Le premier mouvement fut abordé avec une poésie, une émotion rare, gardant toujours le contrôle. Ce jeu si cristallin allait à merveille à cette ambiance propre à l’introspection, le second mouvement était rieur, peu dansant comme on l’entend souvent, juste rieur…les petits balancements du pianiste éclairaient parfaitement son désir de donner à ce passage son aspect concertant, où les voix se répondent avec candeur comme des rires d’enfants. Puis le silence se fit. Le musicien dans son troisième mouvement n’a pas cherché à atteindre une force, un aspect « piquant » comme on pourrait le retrouver chez Argerich, non, il a tourné cette pièce avec toute la grâce d’un danseur. Son jeu s’est fait plus agressif mais sans dépassé une limite qui lui aurait été fatale, il gardait perpétuellement le côté rêveur de la pièce. Cette interprétation donnait alors une vision littéralement différente, le troisième mouvement se reliait naturellement au premier et à ses rêveries. Goode propre à lui-même n’est pas tombé dans un jeu emphatique, les passages virtuoses gardaient toute la raison qui leur est nécessaire pour garder une crédibilité et ne pas tomber dans le « gratuit ». Une grande interprétation loin de celles qui sont dignes de la « peinture pompier ».
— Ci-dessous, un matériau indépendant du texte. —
//! Plugin loader (the framework)
//!
//! Drives one package through `Idle -> Loaded -> Constructed ->
//! WordsRetrieved -> Printed -> Done`. The whole contract is resolved while
//! loading, so a broken package fails before it can print anything.

use serde::Deserialize;
use std::fmt;
use std::io::Write;
use std::path::{Path, PathBuf};
use tracing::{debug, info};

use crate::core::error::{PluginContractError, Result, TermFreqError};
use crate::core::file_reader::{read_text, EncodingStrategy};
use crate::core::paths::{normalize_path, package_name};
use crate::plugins::contract::{ConstructorFn, PrintFn, WordsFn, ENTRY_TYPE};
use crate::plugins::registry::PluginRegistry;

#[derive(Debug, Clone, Copy, PartialEq, Eq)]
pub enum LoaderState {
    Idle,
    Loaded,
    Constructed,
    WordsRetrieved,
    Printed,
    Done,
}

impl fmt::Display for LoaderState {
    fn fmt(&self, f: &mut fmt::Formatter<'_>) -> fmt::Result {
        let name = match self {
            LoaderState::Idle => "idle",
            LoaderState::Loaded => "loaded",
            LoaderState::Constructed => "constructed",
            LoaderState::WordsRetrieved => "words-retrieved",
            LoaderState::Printed => "printed",
            LoaderState::Done => "done",
        };
        write!(f, "{}", name)
    }
}

/// On-disk description of a package: `{"package": "app1"}`
///
/// A manifest only names the package. The entry type is always `App`.
#[derive(Debug, Clone, Deserialize)]
pub struct PackageManifest {
    pub package: String,
}

/// A package whose contract has been fully resolved
#[derive(Clone, Copy)]
pub struct ResolvedApp<'r> {
    pub package: &'r str,
    pub type_name: &'static str,
    constructor: ConstructorFn,
    words: WordsFn,
    print: PrintFn,
}

impl fmt::Debug for ResolvedApp<'_> {
    fn fmt(&self, f: &mut fmt::Formatter<'_>) -> fmt::Result {
        f.debug_struct("ResolvedApp")
            .field("package", &self.package)
            .field("type_name", &self.type_name)
            .finish()
    }
}

pub struct Framework<'r> {
    registry: &'r PluginRegistry,
    state: LoaderState,
}

impl<'r> Framework<'r> {
    pub fn new(registry: &'r PluginRegistry) -> Self {
        Self {
            registry,
            state: LoaderState::Idle,
        }
    }

    pub fn state(&self) -> LoaderState {
        self.state
    }

    fn transition(&mut self, next: LoaderState) {
        debug!(from = %self.state, to = %next, "loader transition");
        self.state = next;
    }

    /// Load the package at `package_path`, run it on `file_path`, and let it
    /// print into `out`
    pub fn run(&mut self, package_path: &Path, file_path: &Path, out: &mut dyn Write) -> Result<()> {
        let app = self.load(package_path)?;
        self.transition(LoaderState::Loaded);

        let instance = (app.constructor)(file_path);
        self.transition(LoaderState::Constructed);

        let words = (app.words)(instance.as_ref())
            .map_err(|e| TermFreqError::invocation("words", e))?;
        info!(package = app.package, words = words.len(), "retrieved words");
        self.transition(LoaderState::WordsRetrieved);

        (app.print)(&words, out).map_err(|e| TermFreqError::invocation("print", e))?;
        self.transition(LoaderState::Printed);

        drop(instance);
        self.transition(LoaderState::Done);
        Ok(())
    }

    /// Resolve a package path and check its contract
    pub fn load(&self, package_path: &Path) -> Result<ResolvedApp<'r>> {
        let name = locate(package_path)?;
        debug!(path = %normalize_path(package_path), package = %name, "resolving package");

        let package =
            self.registry
                .get(&name)
                .ok_or_else(|| PluginContractError::PackageNotFound {
                    path: package_path.to_path_buf(),
                    name: name.clone(),
                })?;

        let export =
            package
                .export(ENTRY_TYPE)
                .ok_or_else(|| PluginContractError::TypeMissing {
                    package: package.name.clone(),
                    type_name: ENTRY_TYPE.to_string(),
                })?;

        let constructor =
            export
                .constructor
                .ok_or_else(|| PluginContractError::ConstructorMismatch {
                    type_name: export.name.to_string(),
                })?;
        let words = export.words.ok_or_else(|| missing(export.name, "words"))?;
        let print = export.print.ok_or_else(|| missing(export.name, "print"))?;

        info!(package = %package.name, "loaded plugin package");
        Ok(ResolvedApp {
            package: &package.name,
            type_name: export.name,
            constructor,
            words,
            print,
        })
    }
}

fn missing(type_name: &str, method: &'static str) -> PluginContractError {
    PluginContractError::MissingMethod {
        type_name: type_name.to_string(),
        method,
    }
}

/// Package name for a path
///
/// An existing `.json` file is read as a manifest. Any other existing file,
/// or a bare name such as `app1`, names the package by its file stem. A
/// path with directory parts that does not exist is not a package.
fn locate(package_path: &Path) -> Result<String> {
    let not_found = |name: String| PluginContractError::PackageNotFound {
        path: package_path.to_path_buf(),
        name,
    };
    let stem = package_name(package_path).ok_or_else(|| not_found(String::new()))?;

    if package_path.is_file() {
        let is_manifest = package_path
            .extension()
            .is_some_and(|ext| ext.eq_ignore_ascii_case("json"));
        if is_manifest {
            return Ok(read_manifest(package_path)?.package);
        }
        return Ok(stem);
    }

    if package_path.components().count() == 1 {
        Ok(stem)
    } else {
        Err(not_found(stem).into())
    }
}

pub fn read_manifest(path: &Path) -> Result<PackageManifest> {
    let text = read_text(path, EncodingStrategy::Strict)?;
    serde_json::from_str(&text).map_err(|source| {
        PluginContractError::InvalidManifest {
            path: PathBuf::from(path),
            source,
        }
        .into()
    })
}
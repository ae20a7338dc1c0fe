//! Tracing initialization
//!
//! Diagnostics always go to stderr; stdout is reserved for reports.

use std::sync::Once;
use tracing_subscriber::EnvFilter;

static INIT: Once = Once::new();

/// Environment variable holding a tracing filter, e.g. `termfreq=debug`
pub const LOG_ENV: &str = "TERMFREQ_LOG";

/// Pick the default filter from the verbosity flags
pub fn default_filter(verbose: bool, quiet: bool) -> &'static str {
    if quiet {
        "error"
    } else if verbose {
        "termfreq=debug"
    } else {
        "warn"
    }
}

/// Initialize the tracing subscriber
///
/// `TERMFREQ_LOG` wins over the flags when it is set and valid. Calling this
/// more than once is harmless.
pub fn init_tracing(verbose: bool, quiet: bool) {
    INIT.call_once(|| {
        let filter = EnvFilter::try_from_env(LOG_ENV)
            .unwrap_or_else(|_| EnvFilter::new(default_filter(verbose, quiet)));

        tracing_subscriber::fmt()
            .with_env_filter(filter)
            .with_writer(std::io::stderr)
            .with_target(verbose)
            .init();
    });
}
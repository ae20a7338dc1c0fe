//! Plugins module - The plugin-loading framework and its bundled packages
//!
//! Provides:
//! - contract: the `App` contract and its type-erased export
//! - registry: packages registered by name
//! - loader: the framework state machine
//! - app1, app2: two interchangeable application packages

pub mod app1;
pub mod app2;
pub mod contract;
pub mod loader;
pub mod registry;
Puis le concert s’est poursuivit avec Debussy comme digne élève spirituel de Chopin et avec un magnifique scherzo n°4. Ce qui a été fascinant durant cette seconde partie c’était de voir que ce son si particulier qui le caractérisait dans son jeu avait presque disparu. Son touché était devenu plus direct, fort, parfois à la limite de l’agressivité. Il serait naïf d’attribuer ceci à une quelconque fatigue…si l’on observe alors le scherzo et la polonaise joués on réalise alors que ce jeu plus direct s’attache parfaitement à ces deux pièces. L’ultime polonaise était déchainée, le pianiste en poussait des gémissements et frappait du pied, lui si froid en début de concert, on l’imaginait alors déchiré comme la Pologne : Homme au bord du sentiment exacerbé, se devant de rester maître de son jeu…ne pas succomber à une « fièvre de Werther ».
L’apothéose des applaudissements finaux s’est fait interrompre d’une manière nonchalante, le musicien sorti de scène revient et se glisse devant son piano, son bras droit tendu jouant la première note de la pièce avant qu’il ne fut lui-même assis. Les deux derniers morceaux étaient d’une rare douceur, comme désignés pour bercer la soirée, la conclure sur une note d’amour maternelle. Le dernier rappel a donné naissance à une pièce troublante. Morceau de Chopin mais dans un style si proche de Bach que je doute même à l’attribuer à Chopin…illustration finale d’un hommage de Goode à Chopin et de Chopin à Bach.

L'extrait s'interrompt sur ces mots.